As Pupilas do Senhor Reitor - Cap. 20: XX Pág. 138 / 332

- Acha?

Esta pergunta, ou mais do que ela, a inflexão de voz com que foi dita, o olhar de que foi acompanhada, era imprudente.

Clara desviou a vista diante desse olhar de Daniel.

- Ouça - disse ela, mais séria já do que até ali. A gente tem sempre no coração duas afeições diferentes, penso eu; uma, que se dá toda a uma pessoa, e julgo que uma vez só na vida; outra, que se dá às porções, mais a uns, menos a outros, mas que nunca se acaba. Para querer a este pobre velho, que ali está dentro - e quero-lhe deveras - nada tive de tirar à afeição grande, que tinha a Margarida. Conte por isso que ainda tenho afeição - dessa - para lhe dar. A Guida não terá que sofrer com isso... nem os outros.

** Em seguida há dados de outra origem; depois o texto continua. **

use std::cmp::Ordering;
use std::path::{Path, PathBuf};
use std::sync::{Arc, Mutex, PoisonError};
use std::time::Duration;

use cps_store::RetrievedPassage;
use cps_store::schema::TABLE_WEBPAGE_CHUNK;
use rusqlite::{Connection, InterruptHandle, OpenFlags};
use tracing::debug;

use super::{StoreError, StoreResult};

/// Read-only handle to the file-backed vector index of school-website
/// chunks.
///
/// The index is built externally; its query interface is "given an
/// embedding, return the top-k nearest records". Similarity is cosine, the
/// metric the index was built with. Candidate rows are scanned on the
/// blocking pool under a configured timeout, with the same
/// interrupt-on-timeout discipline as the relational store.
pub struct WebsiteIndex {
    conn: Arc<Mutex<Connection>>,
    interrupt: InterruptHandle,
    path: PathBuf,
    timeout: Duration,
}

impl WebsiteIndex {
    /// Opens the vector index read-only.
    ///
    /// # Errors
    /// Returns `StoreError::Unavailable` if the file is missing or cannot
    /// be opened.
    pub fn open(path: &Path, timeout: Duration) -> StoreResult<Self> {
        if !path.is_file() {
            return Err(StoreError::Unavailable {
                path: path.to_path_buf(),
                reason: "file does not exist".to_string(),
            });
        }
        let flags = OpenFlags::SQLITE_OPEN_READ_ONLY | OpenFlags::SQLITE_OPEN_NO_MUTEX;
        let conn = Connection::open_with_flags(path, flags).map_err(|err| {
            StoreError::Unavailable {
                path: path.to_path_buf(),
                reason: err.to_string(),
            }
        })?;
        let interrupt = conn.get_interrupt_handle();
        Ok(Self {
            conn: Arc::new(Mutex::new(conn)),
            interrupt,
            path: path.to_path_buf(),
            timeout,
        })
    }

    #[must_use]
    pub fn path(&self) -> &Path {
        &self.path
    }

    /// Returns the top-k records nearest to `embedding`, in non-increasing
    /// similarity order. An optional school name restricts candidates to
    /// one school's website, compared case-insensitively. Zero matches is
    /// an empty vec, not an error.
    ///
    /// # Errors
    /// Returns `StoreError::DimensionMismatch` if a stored vector's width
    /// differs from the query embedding's, `StoreError::Timeout` if the
    /// scan exceeds the bound, and `StoreError::QueryFailed` otherwise.
    pub async fn search(
        &self,
        embedding: Vec<f32>,
        school_name: Option<String>,
        top_k: usize,
    ) -> StoreResult<Vec<RetrievedPassage>> {
        let conn = Arc::clone(&self.conn);
        let mut task =
            tokio::task::spawn_blocking(move || run_search(&conn, &embedding, school_name, top_k));

        match tokio::time::timeout(self.timeout, &mut task).await {
            Ok(Ok(result)) => result,
            Ok(Err(join_err)) => Err(StoreError::QueryFailed(join_err.to_string())),
            Err(_) => {
                self.interrupt.interrupt();
                let _ = task.await;
                Err(StoreError::Timeout(self.timeout))
            }
        }
    }
}

fn run_search(
    conn: &Mutex<Connection>,
    embedding: &[f32],
    school_name: Option<String>,
    top_k: usize,
) -> StoreResult<Vec<RetrievedPassage>> {
    let conn = conn.lock().unwrap_or_else(PoisonError::into_inner);
    let sql = if school_name.is_some() {
        format!(
            "SELECT school_name, page_url, text, embedding FROM {TABLE_WEBPAGE_CHUNK} \
             WHERE school_name = ?1 COLLATE NOCASE"
        )
    } else {
        format!("SELECT school_name, page_url, text, embedding FROM {TABLE_WEBPAGE_CHUNK}")
    };
    let mut stmt = conn
        .prepare(&sql)
        .map_err(|err| StoreError::QueryFailed(err.to_string()))?;
    let mut rows = match &school_name {
        Some(name) => stmt.query(rusqlite::params![name]),
        None => stmt.query([]),
    }
    .map_err(|err| StoreError::QueryFailed(err.to_string()))?;

    let mut scored: Vec<RetrievedPassage> = Vec::new();
    while let Some(row) = rows
        .next()
        .map_err(|err| StoreError::QueryFailed(err.to_string()))?
    {
        let school: String = row
            .get(0)
            .map_err(|err| StoreError::QueryFailed(err.to_string()))?;
        let page_url: String = row
            .get(1)
            .map_err(|err| StoreError::QueryFailed(err.to_string()))?;
        let text: String = row
            .get(2)
            .map_err(|err| StoreError::QueryFailed(err.to_string()))?;
        let blob: Vec<u8> = row
            .get(3)
            .map_err(|err| StoreError::QueryFailed(err.to_string()))?;

        let stored = decode_embedding(&blob).ok_or_else(|| {
            StoreError::QueryFailed("corrupt embedding blob in index".to_string())
        })?;
        if stored.len() != embedding.len() {
            return Err(StoreError::DimensionMismatch {
                expected: embedding.len(),
                actual: stored.len(),
            });
        }
        let score = cosine_similarity(embedding, &stored);
        scored.push(RetrievedPassage {
            school_name: school,
            page_url,
            text,
            score,
        });
    }

    scored.sort_by(|a, b| b.score.partial_cmp(&a.score).unwrap_or(Ordering::Equal));
    scored.truncate(top_k);
    debug!(hits = scored.len(), "index search returned");
    Ok(scored)
}

fn decode_embedding(blob: &[u8]) -> Option<Vec<f32>> {
    if blob.is_empty() || blob.len() % 4 != 0 {
        return None;
    }
    let mut out = Vec::with_capacity(blob.len() / 4);
    for chunk in blob.chunks_exact(4) {
        let mut bytes = [0u8; 4];
        bytes.copy_from_slice(chunk);
        out.push(f32::from_le_bytes(bytes));
    }
    Some(out)
}

fn cosine_similarity(a: &[f32], b: &[f32]) -> f32 {
    let mut dot = 0.0f32;
    let mut norm_a = 0.0f32;
    let mut norm_b = 0.0f32;
    for (x, y) in a.iter().zip(b) {
        dot += x * y;
        norm_a += x * x;
        norm_b += y * y;
    }
    let denom = norm_a.sqrt() * norm_b.sqrt();
    if denom == 0.0 { 0.0 } else { dot / denom }
}

#[cfg(test)]
mod tests {
    use super::{cosine_similarity, decode_embedding};

    #[test]
    fn cosine_of_identical_vectors_is_one() {
        let v = [0.5f32, 0.25, -1.0];
        let score = cosine_similarity(&v, &v);
        assert!((score - 1.0).abs() < 1e-6);
    }

    #[test]
    fn cosine_of_orthogonal_vectors_is_zero() {
        let score = cosine_similarity(&[1.0, 0.0], &[0.0, 1.0]);
        assert!(score.abs() < 1e-6);
    }

    #[test]
    fn zero_vector_scores_zero_instead_of_nan() {
        let score = cosine_similarity(&[0.0, 0.0], &[1.0, 2.0]);
        assert!((score - 0.0).abs() < 1e-6);
    }

    #[test]
    fn decode_rejects_misaligned_blobs() {
        assert!(decode_embedding(&[0, 0, 0]).is_none());
        assert!(decode_embedding(&[]).is_none());
    }

    #[test]
    fn decode_roundtrips_le_f32() {
        let blob: Vec<u8> = [1.0f32, -2.5]
            .iter()
            .flat_map(|v| v.to_le_bytes())
            .collect();
        let decoded = decode_embedding(&blob).expect("aligned blob should decode");
        assert_eq!(decoded, vec![1.0, -2.5]);
    }
}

Havia uma delicada correcção nestas palavras de Clara, que produziu efeito no ânimo de Daniel. Inclinou-se, e com não constrangido sorriso, replicou, estendendo-lhe a mão:

- Agradecido, Clarinha. Essa mesma é a que me deve; pois não seremos dentro em pouco tempo irmãos?

Clara, já outra vez risonha, correspondeu ao cumprimento do irmão do seu noivo, sem a menor reserva desfavorável.

E separaram-se.

- Que diabo de homem sou eu? - dizia Daniel consigo. - Pois não ia principiando a apaixonar-me por a mulher de meu irmão?

Quando terei eu força para me vencer nestas coisas? Mas é que tem uns olhos esta rapariga, e umas maneiras!...

E, sob o domínio destas novas impressões, a impressão que da carta de Margarida havia recebido desvanecera-se de todo.

Não era porém esta a única mudança que se tinha de operar nele, aquele dia.